From the records below, copy each line that has the word "crates" in it.

· · · · · · ·

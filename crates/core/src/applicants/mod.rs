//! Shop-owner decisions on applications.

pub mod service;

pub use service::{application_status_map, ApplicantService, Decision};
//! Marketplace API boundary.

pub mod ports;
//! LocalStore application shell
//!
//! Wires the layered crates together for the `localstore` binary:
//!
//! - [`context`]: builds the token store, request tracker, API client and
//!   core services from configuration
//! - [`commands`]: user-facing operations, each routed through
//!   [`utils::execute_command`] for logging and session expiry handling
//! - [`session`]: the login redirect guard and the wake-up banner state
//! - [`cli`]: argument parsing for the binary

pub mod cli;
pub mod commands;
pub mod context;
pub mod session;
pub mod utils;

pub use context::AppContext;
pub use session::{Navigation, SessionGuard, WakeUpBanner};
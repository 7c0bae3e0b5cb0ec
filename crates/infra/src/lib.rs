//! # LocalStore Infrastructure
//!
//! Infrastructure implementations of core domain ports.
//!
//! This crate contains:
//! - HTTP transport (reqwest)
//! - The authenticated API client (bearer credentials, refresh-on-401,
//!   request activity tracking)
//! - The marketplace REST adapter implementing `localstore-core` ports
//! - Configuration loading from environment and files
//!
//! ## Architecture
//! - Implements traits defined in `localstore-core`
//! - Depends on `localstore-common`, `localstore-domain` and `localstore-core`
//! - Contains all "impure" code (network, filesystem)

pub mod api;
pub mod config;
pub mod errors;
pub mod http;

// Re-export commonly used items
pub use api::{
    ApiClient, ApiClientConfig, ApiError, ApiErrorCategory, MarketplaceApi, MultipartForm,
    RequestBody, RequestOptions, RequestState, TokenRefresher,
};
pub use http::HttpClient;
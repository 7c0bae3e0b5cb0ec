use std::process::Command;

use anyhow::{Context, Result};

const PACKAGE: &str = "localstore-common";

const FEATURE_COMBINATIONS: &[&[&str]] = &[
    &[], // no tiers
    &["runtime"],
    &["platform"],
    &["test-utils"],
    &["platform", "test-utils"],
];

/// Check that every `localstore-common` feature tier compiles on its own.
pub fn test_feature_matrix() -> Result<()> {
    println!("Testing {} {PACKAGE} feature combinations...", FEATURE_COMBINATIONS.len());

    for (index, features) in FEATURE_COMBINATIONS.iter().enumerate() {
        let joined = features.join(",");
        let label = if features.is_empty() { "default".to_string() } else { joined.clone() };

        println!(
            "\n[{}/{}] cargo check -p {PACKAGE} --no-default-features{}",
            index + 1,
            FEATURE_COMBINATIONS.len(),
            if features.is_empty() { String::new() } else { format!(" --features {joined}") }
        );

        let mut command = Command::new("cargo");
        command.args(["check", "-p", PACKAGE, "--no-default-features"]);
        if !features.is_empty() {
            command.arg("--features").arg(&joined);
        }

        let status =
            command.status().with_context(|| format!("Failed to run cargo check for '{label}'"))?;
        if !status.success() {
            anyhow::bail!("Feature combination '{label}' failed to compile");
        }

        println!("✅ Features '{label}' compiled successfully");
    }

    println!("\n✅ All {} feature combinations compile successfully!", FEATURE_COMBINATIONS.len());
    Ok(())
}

· · · · · · ·

Exercise answer -
filename crates/core/src/applicants/mod.rs
//! Wires the layered crates together for the `localstore` binary:
filename crates/infra/src/lib.rs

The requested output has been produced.